Prof Adam Finkel of the University of Michigan School of Public Health, one of the letter’s organisers, said surgical masks were not designed to stop airborne pathogens but “invented to stop doctors and nurses from sneezing into the guts and the hearts of patients”.
Surgical masks are to respirators what the typewriter was to the modern computer, said Finkel, who was chief regulatory official at the US Occupational Safety and Health Administration between 1995 and 2000: “Obsolete.”
The letter came out of discussions at an online conference organised last year called Unpolitics, looking at the implementation of evidence-based policies. It was authored by seven clinicians and scientists, including Finkel, and has been endorsed by almost 50 senior clinicians and researchers, and more than 2,000 members of the public, including clinically vulnerable patients.
There could be “off-ramps”, where governments or establishments decide respirators are not necessary, based on factors such as community infection rates, and ventilation or air filtration devices in a room, the letter says.
While the suggested guidance would apply only in healthcare settings, where the risk of infection is higher, it is likely to provoke controversy. Face masks became a culture war issue during the Covid pandemic.
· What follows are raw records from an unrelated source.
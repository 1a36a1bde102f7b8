use axum::{extract::State, Json};
use serde::Serialize;
use std::sync::Arc;

use crate::app::AppState;

pub const WELCOME_MESSAGE: &str = "Welcome to the Carbon Emissions API!";

#[derive(Serialize)]
pub struct HealthResponse {
    pub status: String,
    pub version: String,
    pub ai_service: String,
}

/// GET /
pub async fn welcome() -> &'static str {
    WELCOME_MESSAGE
}

/// Readiness summary. Does not call the AI service; it only reports whether
/// a key is configured.
pub async fn health_check(State(state): State<Arc<AppState>>) -> Json<HealthResponse> {
    let ai_service = if state.recommender.is_configured() {
        "configured"
    } else {
        "missing_api_key"
    };

    Json(HealthResponse {
        status: "ok".to_string(),
        version: env!("CARGO_PKG_VERSION").to_string(),
        ai_service: ai_service.to_string(),
    })
}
In December, Tory leader Kemi Badenoch said she had been “slightly traumatised by all the mask wearing that we had to do during Covid” in response to comments by an NHS leader saying people with flu symptoms “must wear” a face mask in public.
The WHO cannot mandate global policies, but the signatories argue that an update to its infection prevention and control guidelines to recommend respirators could have a profound impact.
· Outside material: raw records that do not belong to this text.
#![cfg_attr(feature = "fail-on-warnings", deny(warnings))]
#![warn(clippy::all, clippy::pedantic, clippy::nursery, clippy::cargo)]
#![allow(clippy::multiple_crate_versions, clippy::cargo_common_metadata)]

//! External command execution for the trajectory import pipeline.
//!
//! Every interaction with the database and the feature toggle scripts goes
//! through the [`CommandRunner`] trait. [`ProcessRunner`] spawns real
//! processes; [`fake::FakeRunner`] records invocations and replays scripted
//! responses so orchestration logic can be exercised without a live
//! database.
//!
//! Runners never retry. A non-zero exit is either returned as data or
//! raised as [`RunnerError::NonZeroExit`], depending on the caller's
//! `allow_non_zero_exit` flag.

pub mod fake;
mod process;

use std::fmt;
use std::path::PathBuf;
use std::time::Duration;

use async_trait::async_trait;

pub use process::ProcessRunner;

/// A fully-specified external command.
///
/// Arguments are passed to the program verbatim, without a shell in
/// between, so SQL strings need no extra quoting.
#[derive(Debug, Clone, PartialEq, Eq)]
pub struct CommandSpec {
    /// Program to execute.
    pub program: String,
    /// Arguments, in order.
    pub args: Vec<String>,
    /// File whose contents are streamed to the program's standard input.
    pub stdin: Option<PathBuf>,
    /// Kill the program if it runs longer than this.
    pub timeout: Option<Duration>,
}

impl CommandSpec {
    /// Creates a command with no arguments.
    #[must_use]
    pub fn new(program: impl Into<String>) -> Self {
        Self {
            program: program.into(),
            args: Vec::new(),
            stdin: None,
            timeout: None,
        }
    }

    /// Appends one argument.
    #[must_use]
    pub fn arg(mut self, arg: impl Into<String>) -> Self {
        self.args.push(arg.into());
        self
    }

    /// Appends several arguments.
    #[must_use]
    pub fn args<I, S>(mut self, args: I) -> Self
    where
        I: IntoIterator<Item = S>,
        S: Into<String>,
    {
        self.args.extend(args.into_iter().map(Into::into));
        self
    }

    /// Streams `path` to standard input.
    #[must_use]
    pub fn stdin_file(mut self, path: impl Into<PathBuf>) -> Self {
        self.stdin = Some(path.into());
        self
    }

    /// Sets (or clears) the execution timeout.
    #[must_use]
    pub const fn timeout(mut self, timeout: Option<Duration>) -> Self {
        self.timeout = timeout;
        self
    }
}

impl fmt::Display for CommandSpec {
    fn fmt(&self, f: &mut fmt::Formatter<'_>) -> fmt::Result {
        f.write_str(&self.program)?;
        for arg in &self.args {
            if arg.is_empty() || arg.contains(char::is_whitespace) {
                write!(f, " {arg:?}")?;
            } else {
                write!(f, " {arg}")?;
            }
        }
        if let Some(stdin) = &self.stdin {
            write!(f, " < {}", stdin.display())?;
        }
        Ok(())
    }
}

/// Captured result of a finished command.
#[derive(Debug, Clone, Default, PartialEq, Eq)]
pub struct CommandOutput {
    /// Exit code, or `None` if the process was terminated by a signal.
    pub exit_code: Option<i32>,
    /// Captured standard output.
    pub stdout: String,
    /// Captured standard error.
    pub stderr: String,
}

impl CommandOutput {
    /// Whether the command exited with status 0.
    #[must_use]
    pub const fn success(&self) -> bool {
        matches!(self.exit_code, Some(0))
    }
}

/// Errors raised while running an external command.
#[derive(Debug, thiserror::Error)]
pub enum RunnerError {
    /// The program could not be started.
    #[error("Failed to spawn `{command}`: {source}")]
    Spawn {
        /// Rendered command line.
        command: String,
        /// Underlying I/O error.
        source: std::io::Error,
    },

    /// The standard input file could not be opened.
    #[error("Failed to open stdin file {path}: {source}")]
    Stdin {
        /// File that was to be streamed.
        path: String,
        /// Underlying I/O error.
        source: std::io::Error,
    },

    /// Waiting on the program or reading its output failed.
    #[error("Failed to collect output of `{command}`: {source}")]
    Wait {
        /// Rendered command line.
        command: String,
        /// Underlying I/O error.
        source: std::io::Error,
    },

    /// The program exited non-zero and the caller did not allow it.
    #[error("`{command}` exited with {}: {}", exit_label(.code), .stderr.trim())]
    NonZeroExit {
        /// Rendered command line.
        command: String,
        /// Exit code, `None` when killed by a signal.
        code: Option<i32>,
        /// Captured standard error.
        stderr: String,
    },

    /// The program ran past its timeout and was killed.
    #[error("`{command}` timed out after {timeout:?}")]
    TimedOut {
        /// Rendered command line.
        command: String,
        /// The timeout that elapsed.
        timeout: Duration,
    },
}

fn exit_label(code: &Option<i32>) -> String {
    code.map_or_else(|| "signal".to_string(), |c| format!("status {c}"))
}

/// Executes external commands.
///
/// Implementations must be `Send + Sync` so a single runner can be shared
/// by reference across every pipeline stage.
#[async_trait]
pub trait CommandRunner: Send + Sync {
    /// Runs `command` to completion, capturing its output.
    ///
    /// When `allow_non_zero_exit` is `false`, a non-zero exit is returned
    /// as [`RunnerError::NonZeroExit`]. When `true`, it is returned as
    /// ordinary [`CommandOutput`].
    ///
    /// # Errors
    ///
    /// Returns [`RunnerError`] if the command cannot be started, times out,
    /// or (when not allowed) exits non-zero.
    async fn execute(
        &self,
        command: &CommandSpec,
        allow_non_zero_exit: bool,
    ) -> Result<CommandOutput, RunnerError>;
}

/// Converts a finished command's output into the caller's expected shape,
/// raising non-zero exits unless they are allowed.
///
/// # Errors
///
/// Returns [`RunnerError::NonZeroExit`] when the output is unsuccessful and
/// `allow_non_zero_exit` is `false`.
pub fn check_exit(
    command: &CommandSpec,
    output: CommandOutput,
    allow_non_zero_exit: bool,
) -> Result<CommandOutput, RunnerError> {
    if output.success() || allow_non_zero_exit {
        return Ok(output);
    }
    Err(RunnerError::NonZeroExit {
        command: command.to_string(),
        code: output.exit_code,
        stderr: output.stderr,
    })
}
They also suggest that the WHO’s procurement infrastructure could help increase access to respirators even in poorer countries, with production of surgical masks phased down over time.
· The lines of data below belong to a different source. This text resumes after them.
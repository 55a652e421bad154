//! The six-phase bulk import pipeline.
//!
//! ```text
//! Start -> FeaturesDisabled -> TableCleared -> FilesDiscovered -> Importing
//!       -> FeaturesRestored -> Verified -> Done
//! ```
//!
//! Clearing, discovery, and the import loop run inside
//! [`FeatureToggle::while_suspended`], so the features are restored exactly
//! once no matter how that section ends. An empty batch skips `Importing`
//! and ends the run with [`PipelineError::Discovery`] after restoring.
//! Reaching `Done` means success even when individual files failed.

use std::sync::Arc;

use strum_macros::Display;
use tokio::time::Instant;
use traj_import_models::{ImportConfig, ImportOutcome, RunReport};
use traj_import_runner::CommandRunner;

use crate::PipelineError;
use crate::discovery;
use crate::loader::ImportLoop;
use crate::progress::{ImportProgress, null_progress};
use crate::psql::PsqlClient;
use crate::report;
use crate::toggle::FeatureToggle;

/// States of a run, in order.
#[derive(Debug, Clone, Copy, PartialEq, Eq, Display)]
pub enum Phase {
    #[strum(to_string = "Start")]
    Start,
    #[strum(to_string = "Auxiliary features disabled")]
    FeaturesDisabled,
    #[strum(to_string = "Staging table cleared")]
    TableCleared,
    #[strum(to_string = "Data files discovered")]
    FilesDiscovered,
    #[strum(to_string = "Importing files")]
    Importing,
    #[strum(to_string = "Auxiliary features restored")]
    FeaturesRestored,
    #[strum(to_string = "Row count verified")]
    Verified,
    #[strum(to_string = "Done")]
    Done,
}

fn enter(phase: Phase) {
    log::info!(">>> {phase}");
}

/// Sequences one import run against a single database.
pub struct Pipeline<'a> {
    config: &'a ImportConfig,
    runner: &'a dyn CommandRunner,
    progress: Arc<dyn ImportProgress>,
}

impl<'a> Pipeline<'a> {
    #[must_use]
    pub fn new(config: &'a ImportConfig, runner: &'a dyn CommandRunner) -> Self {
        Self {
            config,
            runner,
            progress: null_progress(),
        }
    }

    /// Reports per-file progress to `progress`.
    #[must_use]
    pub fn with_progress(mut self, progress: Arc<dyn ImportProgress>) -> Self {
        self.progress = progress;
        self
    }

    /// Runs the whole pipeline.
    ///
    /// # Errors
    ///
    /// Returns [`PipelineError`] for any fatal condition. Auxiliary
    /// features have been restored (or restoring them has been attempted
    /// once) by the time an error is returned.
    pub async fn run(&self) -> Result<RunReport, PipelineError> {
        let start = Instant::now();
        let client = PsqlClient::new(&self.config.database);
        let toggle = FeatureToggle::new(self.runner, &self.config.features);

        log::info!("==================================================");
        log::info!(
            "Starting bulk import of '{}' into '{}'",
            self.config.source.dir.display(),
            self.config.target.table
        );
        log::info!("==================================================");
        enter(Phase::Start);

        let outcomes = toggle.while_suspended(self.import_phase(client)).await?;
        enter(Phase::FeaturesRestored);

        let verify = &self.config.verify;
        let summary = report::summarize(&outcomes, verify.rows_per_file);
        report::log_summary(&summary, start.elapsed());

        let verification = report::verify(
            self.runner,
            client,
            self.config.verify_relation(),
            summary.succeeded as u64,
            verify.rows_per_file,
            verify.threshold_pct,
        )
        .await;
        report::log_verification(&verification);
        enter(Phase::Verified);

        let elapsed = start.elapsed();
        enter(Phase::Done);

        Ok(RunReport {
            outcomes,
            summary,
            verification,
            elapsed,
        })
    }

    /// Clears the staging table, discovers the batch, and imports it. Runs
    /// only while auxiliary features are disabled.
    async fn import_phase(
        &self,
        client: PsqlClient<'_>,
    ) -> Result<Vec<ImportOutcome>, PipelineError> {
        enter(Phase::FeaturesDisabled);

        let target = &self.config.target;
        log::info!("Clearing staging table '{}'...", target.table);
        self.runner
            .execute(&client.clear_table(&target.table), false)
            .await
            .map_err(PipelineError::ClearTable)?;
        enter(Phase::TableCleared);

        let source = &self.config.source;
        let batch = discovery::list(&source.dir, &source.suffix)?;
        log::info!("Found {} file(s) to import.", batch.len());
        enter(Phase::FilesDiscovered);

        enter(Phase::Importing);
        let outcomes = ImportLoop::new(self.runner, client, target, &self.config.import)
            .with_progress(self.progress.clone())
            .run(&batch)
            .await;
        log::info!("All file imports attempted.");

        Ok(outcomes)
    }
}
Surgical masks are still “better than nothing”, Finkel conceded, with studies suggesting they block approximately 40% of Covid-sized particles in the air, compared with 95% for respirators.
He says the comparative reduction in risk can be thought of like falling off a wall of four inches rather than four feet: “You can still trip and break an ankle at four inches, but you’re much better off.”
Critics of the group’s arguments point to a lack of randomised controlled trials showing that physical measures slow the spread of respiratory viruses. Finkel and the other authors say such trials are simply not possible, for example because people in a trial will not wear masks 24/7 and could be exposed to pathogens while unmasked.
Instead they say physical tests showing that respirators stop particles, conducted in laboratories, offer sufficient evidence.
The WHO has been criticised for being slow to describe Covid-19 as spreading via “airborne” particles and the letter also calls for it to revisit earlier statements and “unambiguously inform the public that it spreads via airborne respiratory particles”.
Prof Trisha Greenhalgh of the University of Oxford, whose research is cited extensively in the letter and is one of its signatories, said: “A germ that does not get inside someone cannot make them sick. By sealing against the face, respirators force airflow to pass through them, filtering out the airborne germs. Respirators are designed to fit closely around the face and meet high filtration standards. Medical masks, in contrast, fit loosely and leak extensively.”
The letter’s supporters include members of the World Health Network, prominent US epidemiologist Eric Feigl-Ding, and Guardian columnist George Monbiot.
A WHO spokesperson said the letter required “careful review”. They said the organisation consulted widely with experts from different health and economic contexts when producing guidance on personal protective equipment for health workers, adding: “We are currently reviewing WHO’s Infection Prevention and Control guidelines for epidemic and pandemic-prone acute respiratory infections, based on the latest scientific evidence to ensure protection of health workers.”